After a very cold winter, the 2016 growing season had the highest average maximum temperature (23ºC v 21.8ºC avg), earliest flowering (10 days earlier than average) and harvest dates (23 days earlier than average) on record, lowest growing season rainfall (211mm v 348mm avg) and shortest hang time (budburst-harvest; 21 days shorter than average). The result was a dry and warm vintage with good yields.
Vineyards :: Clones
Coolart Road (F Block 100%) :: MV6 (65%), 115 (18%), 777 (17%)
Harvest date :: Yield
Hand picked 17-20 February 2016 :: 6.24 tonnes/ha (2.5 t/acre, ~37.4hl/ha)
Brix :: pH :: TA
21.4-23.0° (11.9-12.8° Baumé) :: 3.34-3.48 :: 5.6-6.7 g/l
Grapes hand-harvested in mid February and, on arrival at the winery, 100% destemmed. A 3-7 day pre-ferment maceration preceded a 100% indigenous yeast fermentation with manual plunging throughout, followed by a short post-ferment maceration (a total of 15-25 days on skins). Following pressing and a short settling period the wine was transferred to 20% new French oak barriques. After a natural 100% MLF with warmer temperatures in spring, the wine was bottled unfined and unfiltered following a total of 12 months of oak maturation.
Sandro Mosele, Martin Spedding
Aging :: Oak
12 months :: 20% new French oak barriques (medium toast; very tight grain; François Frères)
Dry (0.82 g/l)
Finished pH :: TA
3.48 :: 5.8 g/l
13.5% (8.0 standard drinks/750ml bottle)
320 dozen :: bottled March 2017 :: screwcap
The Coolart Road vineyard is the earliest picked of the Ten Minutes by Tractor vineyards and typically produces a more fleshy wine.
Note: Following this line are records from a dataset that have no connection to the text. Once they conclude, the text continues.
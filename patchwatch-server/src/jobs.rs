// ---------------------------------------------------------------------------
// Job manager
// ---------------------------------------------------------------------------
//
// Admits live advisory fetches on behalf of HTTP clients, names them with
// opaque hex ids, and drains them under a per-poll time budget.

use std::collections::HashMap;
use std::fmt::Write as _;
use std::time::Duration;

use patchwatch_types::{Advisory, FetchError, Job};
use rand::RngCore;
use rand::rngs::OsRng;
use thiserror::Error;
use tokio::time::Instant;
use tracing::debug;

pub const DEFAULT_MAX_JOBS: usize = 128;
pub const DEFAULT_READ_TIMEOUT: Duration = Duration::from_millis(30);

const JOB_ID_BYTES: usize = 16;

#[derive(Debug, Clone, PartialEq, Eq, Error)]
pub enum JobsError {
    #[error("job queue full; try again later")]
    QueueFull,
    #[error("no such job")]
    NoSuchJob,
}

/// Everything one poll of a job produced. `complete` means the job's
/// terminal was observed and the record has been evicted.
#[derive(Debug, Default)]
pub struct Retrieved {
    pub advisories: Vec<Advisory>,
    pub errors: Vec<FetchError>,
    pub complete: bool,
}

/// Owns every live [`Job`] the server is answering polls for.
///
/// The map is guarded by a single mutex in the server state; the critical
/// sections are a map insert or a bounded drain, so contention stays cheap.
pub struct JobManager {
    managing: HashMap<String, Job>,
    max_jobs: usize,
    read_timeout: Duration,
}

impl JobManager {
    pub fn new(max_jobs: usize, read_timeout: Duration) -> Self {
        Self {
            managing: HashMap::new(),
            max_jobs,
            read_timeout,
        }
    }

    pub fn with_defaults() -> Self {
        Self::new(DEFAULT_MAX_JOBS, DEFAULT_READ_TIMEOUT)
    }

    /// Number of live records. Never exceeds `max_jobs`.
    pub fn len(&self) -> usize {
        self.managing.len()
    }

    pub fn is_empty(&self) -> bool {
        self.managing.is_empty()
    }

    /// Admit a job, returning the id a client must present to poll it.
    pub fn register(&mut self, job: Job) -> Result<String, JobsError> {
        if self.managing.len() >= self.max_jobs {
            return Err(JobsError::QueueFull);
        }

        let id = loop {
            let candidate = generate_id();
            if !self.managing.contains_key(&candidate) {
                break candidate;
            }
        };

        self.managing.insert(id.clone(), job);
        debug!(%id, live = self.managing.len(), "registered job");
        Ok(id)
    }

    /// Drain a job's channels for up to the read timeout.
    ///
    /// Selection across the three channels is fair; neither errors nor the
    /// terminal can be starved by a fast advisory stream. Observing the
    /// terminal evicts the record; otherwise it stays live for the next
    /// poll. A record is never evicted just because errors were drained.
    pub async fn retrieve(&mut self, id: &str) -> Result<Retrieved, JobsError> {
        let job = self.managing.get_mut(id).ok_or(JobsError::NoSuchJob)?;

        let mut out = Retrieved::default();
        let deadline = Instant::now() + self.read_timeout;

        loop {
            tokio::select! {
                _ = tokio::time::sleep_until(deadline) => break,
                // A dropped writer counts as terminal: the producer is gone
                // and nothing further can arrive.
                _ = &mut job.terminal => {
                    out.complete = true;
                    break;
                }
                Some(error) = job.errors.recv() => out.errors.push(error),
                Some(advisory) = job.advisories.recv() => out.advisories.push(advisory),
            }
        }

        if out.complete {
            // Everything the producer wrote is already buffered; hand it
            // over before the record disappears.
            while let Ok(advisory) = job.advisories.try_recv() {
                out.advisories.push(advisory);
            }
            while let Ok(error) = job.errors.try_recv() {
                out.errors.push(error);
            }
            self.managing.remove(id);
            debug!(%id, live = self.managing.len(), "job complete, evicted");
        }

        Ok(out)
    }
}

/// 16 cryptographic-random bytes, hex-encoded: a 32-character opaque token.
fn generate_id() -> String {
    let mut bytes = [0u8; JOB_ID_BYTES];
    OsRng.fill_bytes(&mut bytes);
    bytes.iter().fold(
        String::with_capacity(JOB_ID_BYTES * 2),
        |mut id, byte| {
            let _ = write!(id, "{byte:02x}");
            id
        },
    )
}

#[cfg(test)]
mod tests {
    use super::*;
    use patchwatch_types::{Package, Severity};

    fn advisory(name: &str) -> Advisory {
        Advisory {
            name: name.into(),
            affected_package_name: "testpackage".into(),
            affected_platform_name: "debian-8".into(),
            details_href: "website.com".into(),
            severity_rating: Severity::Low,
            fixed_in_packages: vec![Package {
                name: "testpackage".into(),
                version: "1.2.3".into(),
            }],
        }
    }

    #[test]
    fn ids_are_32_hex_characters() {
        for _ in 0..64 {
            let id = generate_id();
            assert_eq!(id.len(), 32);
            assert!(id.chars().all(|c| c.is_ascii_hexdigit()));
        }
    }

    #[tokio::test]
    async fn admission_cap_is_enforced() {
        let mut manager = JobManager::new(1, DEFAULT_READ_TIMEOUT);

        let (_writer_a, job_a) = Job::channel();
        let first = manager.register(job_a);
        assert!(first.is_ok());
        assert_eq!(manager.len(), 1);

        let (_writer_b, job_b) = Job::channel();
        assert_eq!(manager.register(job_b), Err(JobsError::QueueFull));
        assert_eq!(manager.len(), 1);
    }

    #[tokio::test]
    async fn registrations_up_to_the_cap_succeed() {
        let mut manager = JobManager::new(10, DEFAULT_READ_TIMEOUT);
        let mut writers = Vec::new();

        for _ in 0..10 {
            let (writer, job) = Job::channel();
            writers.push(writer);
            assert!(manager.register(job).is_ok());
        }
        assert_eq!(manager.len(), 10);
    }

    #[tokio::test]
    async fn retrieve_of_unknown_id_fails() {
        let mut manager = JobManager::with_defaults();
        assert_eq!(
            manager.retrieve("testid").await.unwrap_err(),
            JobsError::NoSuchJob
        );
    }

    #[tokio::test]
    async fn retrieve_drains_within_the_time_budget() {
        let mut manager = JobManager::with_defaults();
        let (writer, job) = Job::channel();
        let id = manager.register(job).unwrap();

        assert!(writer.advisory(advisory("one")).await);
        assert!(writer.error(FetchError::Upstream("testerror".into())).await);

        let retrieved = manager.retrieve(&id).await.unwrap();
        assert_eq!(retrieved.advisories, vec![advisory("one")]);
        assert_eq!(
            retrieved.errors,
            vec![FetchError::Upstream("testerror".into())]
        );
        assert!(!retrieved.complete);
        assert_eq!(manager.len(), 1, "record must stay live until terminal");
    }

    #[tokio::test]
    async fn terminal_completes_and_evicts() {
        let mut manager = JobManager::with_defaults();
        let (writer, job) = Job::channel();
        let id = manager.register(job).unwrap();

        assert!(writer.advisory(advisory("one")).await);
        assert!(writer.advisory(advisory("two")).await);
        writer.finish();

        let retrieved = manager.retrieve(&id).await.unwrap();
        assert!(retrieved.complete);
        assert_eq!(retrieved.advisories.len(), 2);
        assert!(manager.is_empty());

        // The id is gone for good.
        assert_eq!(
            manager.retrieve(&id).await.unwrap_err(),
            JobsError::NoSuchJob
        );
    }

    #[tokio::test]
    async fn eviction_frees_an_admission_slot() {
        let mut manager = JobManager::new(1, DEFAULT_READ_TIMEOUT);

        let (writer, job) = Job::channel();
        let id = manager.register(job).unwrap();
        writer.finish();
        assert!(manager.retrieve(&id).await.unwrap().complete);

        let (_writer, job) = Job::channel();
        assert!(manager.register(job).is_ok());
    }

    #[tokio::test]
    async fn empty_poll_respects_the_read_timeout() {
        let mut manager = JobManager::new(DEFAULT_MAX_JOBS, Duration::from_millis(30));
        let (_writer, job) = Job::channel();
        let id = manager.register(job).unwrap();

        let started = std::time::Instant::now();
        let retrieved = manager.retrieve(&id).await.unwrap();
        let elapsed = started.elapsed();

        assert!(retrieved.advisories.is_empty());
        assert!(!retrieved.complete);
        assert!(
            elapsed >= Duration::from_millis(25) && elapsed < Duration::from_millis(500),
            "poll took {elapsed:?}"
        );
    }
}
Yet in 2016 it is a different beast, with darker, savoury, meaty plum fruit and an earthen edge. The grapes for this wine were picked over several days at a range of different ripeness levels, a move which ultimately delivers surprising complexity. A brooding Pinot Noir, from a vineyard otherwise known for easygoing flavours.
Andrew Graham [February 2018, commissioned by TMBT]
Food :: Temperature
The almost smoky edge would make this perfect with a smoky bresaola charcuterie platter. Serve at 14–17°C.